False: COVID-19 vaccines did not kill 29,939 people in Europe
An image falsely claiming 29,939 people died in Europe due to COVID-19 vaccination has been widely shared in Europe.
For example, on Nov. 26, 2021, a Twitter user posted the image and tweeted in French “more than 10,000 deaths reported to date and more than 3 million adverse reactions in the EU alone.” Before this account was suspended, the post had 428 retweets and 515 likes.
The same image was shared multiple times on Twitter (here and here, for instance) and also on Facebook. It has spread across social media while some European countries have struggled to cope with the fifth wave of COVID-19 cases.
The image shows the logo of EudraVigilance, a system operated by the European Medicines Agency (EMA) with a database of alleged adverse reactions to authorized drugs and medicines in clinical trials. Healthcare workers and patients, or their relatives, can use it to report the suspected side effects of a drug, a treatment, or a vaccine.
The EudraVigilance website provides all reports of suspected side effects and deaths following vaccination with Moderna, Pfizer-BioNTech, AstraZeneca and Janssen – the COVID-19 vaccines allowed in Europe.
With the logo, the image in question seems to indicate EudraVigilance is the source of the number of deaths.
However, the database does not confirm the causes of deaths. It indicates a person passed away sometime after the individual was vaccinated but as the EudraVigilance website states, the data includes suspected side effects that are “not necessarily related to or caused by the medicine.”
It further explains that the cases reflect “the reporter’s observations and opinions” and not the results of medical analyses.
A disclaimer on cases related to COVID-19 vaccination reads:
“The information on this website does not reflect any confirmation of a potential link between the medicine and the observed effect(s).”
The misleading image says at the bottom, when translated to English, “In order to verify our words, you will find a tutorial to perform the calculation at this address” with a link to a website called “Reaction 19.”
The tutorial shows how to access the data, but it skips the part where one must accept the disclaimer stating that the database includes “suspected,” not confirmed, side effects and it does not indicate any causality.
The “Reaction 19” association was created in April 2020 by lawyer Carlo Alberto Brusa. The group says its mission is to defend “people’s rights following the measures taken by the French authorities and by the European Union and even by the world authorities to fight against the ‘pandemic’ of COVID-19” in French.
Its Facebook page has 111,448 subscribers and Alberto’s Twitter account has more than 67,000 followers.

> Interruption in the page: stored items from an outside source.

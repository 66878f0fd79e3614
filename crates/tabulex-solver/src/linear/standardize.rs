use tabulex_types::matrix::Matrix;

use super::problem::{ConstraintOp, LpProblem, Sense};
use super::variable::Variable;
use crate::errors::Result;

/// Problema estandarizado, listo para armar un tableau
///
/// El cuerpo tiene una columna por variable en orden fijo: decisión,
/// holguras, excesos, artificiales. `basis[i]` es la variable básica
/// inicial de la fila `i`.
#[derive(Debug, Clone)]
pub struct StandardForm {
    /// Cuerpo de restricciones (m × k)
    pub body: Matrix,

    /// Lado derecho, ya no negativo
    pub rhs: Vec<f64>,

    /// Objetivo interno (negado si el problema es de minimización)
    pub objective: Vec<f64>,

    /// Una etiqueta por columna del cuerpo
    pub var_names: Vec<Variable>,

    /// Variable básica inicial por fila
    pub basis: Vec<Variable>,

    /// Hay artificiales: se requiere Fase 1
    pub needs_phase1: bool,
}

/// Estandarizar el problema de entrada
///
/// 1. Si `LD[i] < 0`, se multiplica la fila por −1 y se invierte el operador.
/// 2. Si el problema minimiza, se niega el objetivo (la Fase 2 siempre maximiza).
/// 3. Por operador: `<=` agrega holgura; `>=` agrega exceso y artificial;
///    `=` agrega artificial. Las artificiales fuerzan la Fase 1.
pub fn standardize(problem: &LpProblem) -> Result<StandardForm> {
    problem.validate()?;

    let n = problem.num_vars();
    let m = problem.num_constraints();

    let mut a = problem.constraints.clone();
    let mut b = problem.rhs.clone();
    let mut ops = problem.operators.clone();

    for i in 0..m {
        if b[i] < 0.0 {
            b[i] = -b[i];
            for coeff in &mut a[i] {
                *coeff = -*coeff;
            }
            ops[i] = ops[i].flip();
        }
    }

    let mut objective = problem.objective.clone();
    if problem.sense == Sense::Minimization {
        for c in &mut objective {
            *c = -*c;
        }
    }

    let num_slack = ops.iter().filter(|op| matches!(op, ConstraintOp::Le)).count();
    let num_surplus = ops.iter().filter(|op| matches!(op, ConstraintOp::Ge)).count();
    let num_artificial = ops
        .iter()
        .filter(|op| matches!(op, ConstraintOp::Ge | ConstraintOp::Eq))
        .count();
    let k = n + num_slack + num_surplus + num_artificial;

    let mut body = Matrix::zeros(m, k);
    for i in 0..m {
        for j in 0..n {
            body.data[i * k + j] = a[i][j];
        }
    }

    // Cursores de columna por bloque de variables auxiliares
    let mut slack_col = n;
    let mut surplus_col = n + num_slack;
    let mut artificial_col = n + num_slack + num_surplus;

    let mut slack_names = Vec::with_capacity(num_slack);
    let mut surplus_names = Vec::with_capacity(num_surplus);
    let mut artificial_names = Vec::with_capacity(num_artificial);

    let mut basis = Vec::with_capacity(m);
    let mut needs_phase1 = false;

    for (i, op) in ops.iter().enumerate() {
        match op {
            ConstraintOp::Le => {
                body.data[i * k + slack_col] = 1.0;
                slack_names.push(Variable::Slack(i + 1));
                basis.push(Variable::Slack(i + 1));
                slack_col += 1;
            }
            ConstraintOp::Ge => {
                needs_phase1 = true;
                body.data[i * k + surplus_col] = -1.0;
                surplus_names.push(Variable::Surplus(i + 1));
                surplus_col += 1;
                body.data[i * k + artificial_col] = 1.0;
                artificial_names.push(Variable::Artificial(i + 1));
                basis.push(Variable::Artificial(i + 1));
                artificial_col += 1;
            }
            ConstraintOp::Eq => {
                needs_phase1 = true;
                body.data[i * k + artificial_col] = 1.0;
                artificial_names.push(Variable::Artificial(i + 1));
                basis.push(Variable::Artificial(i + 1));
                artificial_col += 1;
            }
        }
    }

    let mut var_names: Vec<Variable> = (1..=n).map(Variable::Decision).collect();
    var_names.extend(slack_names);
    var_names.extend(surplus_names);
    var_names.extend(artificial_names);

    Ok(StandardForm {
        body,
        rhs: b,
        objective,
        var_names,
        basis,
        needs_phase1,
    })
}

The association says it has 15 regional groups throughout France and an Italian group “Reaction 19 Italia”.
Anti-vaccine groups behind
Annie Lab’s investigation reveals that the image in question is taken from a 10-page booklet entitled “Retrouver le bon sens,” which means “Find Common Sense” in English.

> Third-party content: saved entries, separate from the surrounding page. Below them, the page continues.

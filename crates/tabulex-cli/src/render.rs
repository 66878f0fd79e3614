use tabulex_solver::{SolveResult, TableauSnapshot};

/// Render the whole solve trace: every tableau, the status and, when
/// present, the optimal solution.
pub fn render_result(result: &SolveResult) -> String {
    let mut out = String::new();

    for snapshot in &result.tableaux {
        out.push_str(&render_snapshot(snapshot));
        out.push('\n');
    }

    out.push_str(&format!("Estado: {}\n", result.status.as_str()));

    if let Some(solution) = &result.solution {
        out.push_str(&format!("Valor óptimo: {}\n", solution.objective_value));
        for (name, value) in &solution.variables {
            out.push_str(&format!("  {} = {}\n", name, value));
        }
    }

    out
}

/// Render one tableau as an aligned text table
pub fn render_snapshot(snapshot: &TableauSnapshot) -> String {
    let columns = snapshot.headers.len();

    let mut grid: Vec<Vec<String>> = Vec::new();
    grid.push(snapshot.headers.clone());
    for row in snapshot
        .rows
        .iter()
        .chain(std::iter::once(&snapshot.objective_row))
    {
        let mut cells = Vec::with_capacity(columns);
        cells.push(row.label.clone());
        cells.extend(row.values.iter().map(|v| format!("{}", v)));
        grid.push(cells);
    }

    let mut widths = vec![0usize; columns];
    for cells in &grid {
        for (j, cell) in cells.iter().enumerate() {
            widths[j] = widths[j].max(cell.chars().count());
        }
    }

    let mut out = String::new();
    out.push_str(&snapshot.title);
    out.push('\n');

    for (r, cells) in grid.iter().enumerate() {
        let line: Vec<String> = cells
            .iter()
            .enumerate()
            .map(|(j, cell)| {
                if j == 0 {
                    format!("{:<1$}", cell, widths[j])
                } else {
                    format!("{:>1$}", cell, widths[j])
                }
            })
            .collect();
        out.push_str(line.join("  ").trim_end());
        out.push('\n');

        // Separador bajo los encabezados
        if r == 0 {
            let total: usize = widths.iter().sum::<usize>() + 2 * (columns - 1);
            out.push_str(&"-".repeat(total));
            out.push('\n');
        }
    }

    out
}
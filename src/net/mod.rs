//! Networking: wire types, the transport seam, and the request gateway.

pub mod gateway;
pub mod transport;
pub mod types;
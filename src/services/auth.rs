//! Auth operations: signup, login, logout, token refresh, identity lookup.
//!
//! Each operation goes through the gateway and then reconciles the
//! credential store with the result. A credential is written only after a
//! successful response that carries one. Logout clears it no matter what
//! the server says.

#[cfg(test)]
#[path = "auth_test.rs"]
mod auth_test;

use crate::net::gateway::RequestGateway;
use crate::net::transport::Method;
use crate::net::types::{ApiResponse, AuthResponse, LoginRequest, SessionUser, SignupRequest};
use crate::store::CredentialStore;

#[derive(Clone)]
pub struct AuthFacade {
    gateway: RequestGateway,
}

impl AuthFacade {
    #[must_use]
    pub fn new(gateway: RequestGateway) -> Self {
        Self { gateway }
    }

    #[must_use]
    pub fn gateway(&self) -> &RequestGateway {
        &self.gateway
    }

    #[must_use]
    pub fn store(&self) -> &CredentialStore {
        self.gateway.store()
    }

    /// `POST /auth/signup`. Persists the returned credential, if any.
    pub async fn signup(&self, request: &SignupRequest) -> AuthResponse {
        let response = self
            .gateway
            .envelope("/auth/signup", Method::POST, Some(request))
            .await;
        self.persist_issued(&response);
        response
    }

    /// `POST /auth/login`. Persists the returned credential.
    pub async fn login(&self, request: &LoginRequest) -> AuthResponse {
        let response = self
            .gateway
            .envelope("/auth/login", Method::POST, Some(request))
            .await;
        self.persist_issued(&response);
        response
    }

    /// `POST /auth/logout`. The local credential is removed even when the
    /// call fails.
    pub async fn logout(&self) -> ApiResponse<serde_json::Value> {
        let response = self
            .gateway
            .envelope::<ApiResponse<serde_json::Value>, ()>("/auth/logout", Method::POST, None)
            .await;
        self.store().remove();
        if !response.success {
            tracing::warn!(message = %response.message, "server logout failed; local credential cleared anyway");
        }
        response
    }

    /// `POST /auth/refresh`. Persists the new credential. Server-side the
    /// refresh token travels in a cookie, which the transport replays.
    pub async fn refresh_token(&self) -> AuthResponse {
        let response = self
            .gateway
            .envelope::<AuthResponse, ()>("/auth/refresh", Method::POST, None)
            .await;
        self.persist_issued(&response);
        response
    }

    /// `GET /auth/me`, returned as-is.
    pub async fn current_user(&self) -> ApiResponse<SessionUser> {
        self.gateway
            .envelope::<ApiResponse<SessionUser>, ()>("/auth/me", Method::GET, None)
            .await
    }

    fn persist_issued(&self, response: &AuthResponse) {
        if let Some(token) = response.issued_token() {
            self.store().set(token);
        }
    }
}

The booklet casts doubts on the existence of the pandemic, claims COVID-19 vaccines are responsible for deaths and pericarditis, and questions the effectiveness of wearing masks.
On Nov. 19, a message on the Telegram channel called “CanulariumTV – Le Comptoir Des Complots / le Chat” shared a post introducing the booklet and has been viewed over 6,000 times.
The booklet was also shared in its entirety on Facebook on Nov. 20 by the page “Rodrigues fait sa pub.” While this Facebook page was created in 2014 and claims to promote the economic activity of the merchants of the island of Rodrigues in the Indian Ocean, it also shares a lot of anti-COVID vaccine content.
In fact, EudraVigilance data are often misused by the anti-vaccine community to demonstrate the supposed danger of inoculation although their claims are often swiftly debunked — for example, by the French media Libération and Le Figaro. International fact checkers like Reuters and AFP also examined similar contents.
Several adverse reactions have been documented since the COVID vaccine deployment around the world, such as thrombosis with thrombocytopenia syndrome (TTS) and Guillain-Barré syndrome, which, in some cases, resulted in fatal outcomes.
According to reports from the Agence Nationale de Sécurité du Médicament (ANSM), the French health authority, there is no known death caused by Pfizer-BioNTech or Moderna vaccines in France as of this writing. The EMA maintains the benefits of the vaccines against COVID-19 continue to outweigh the risks.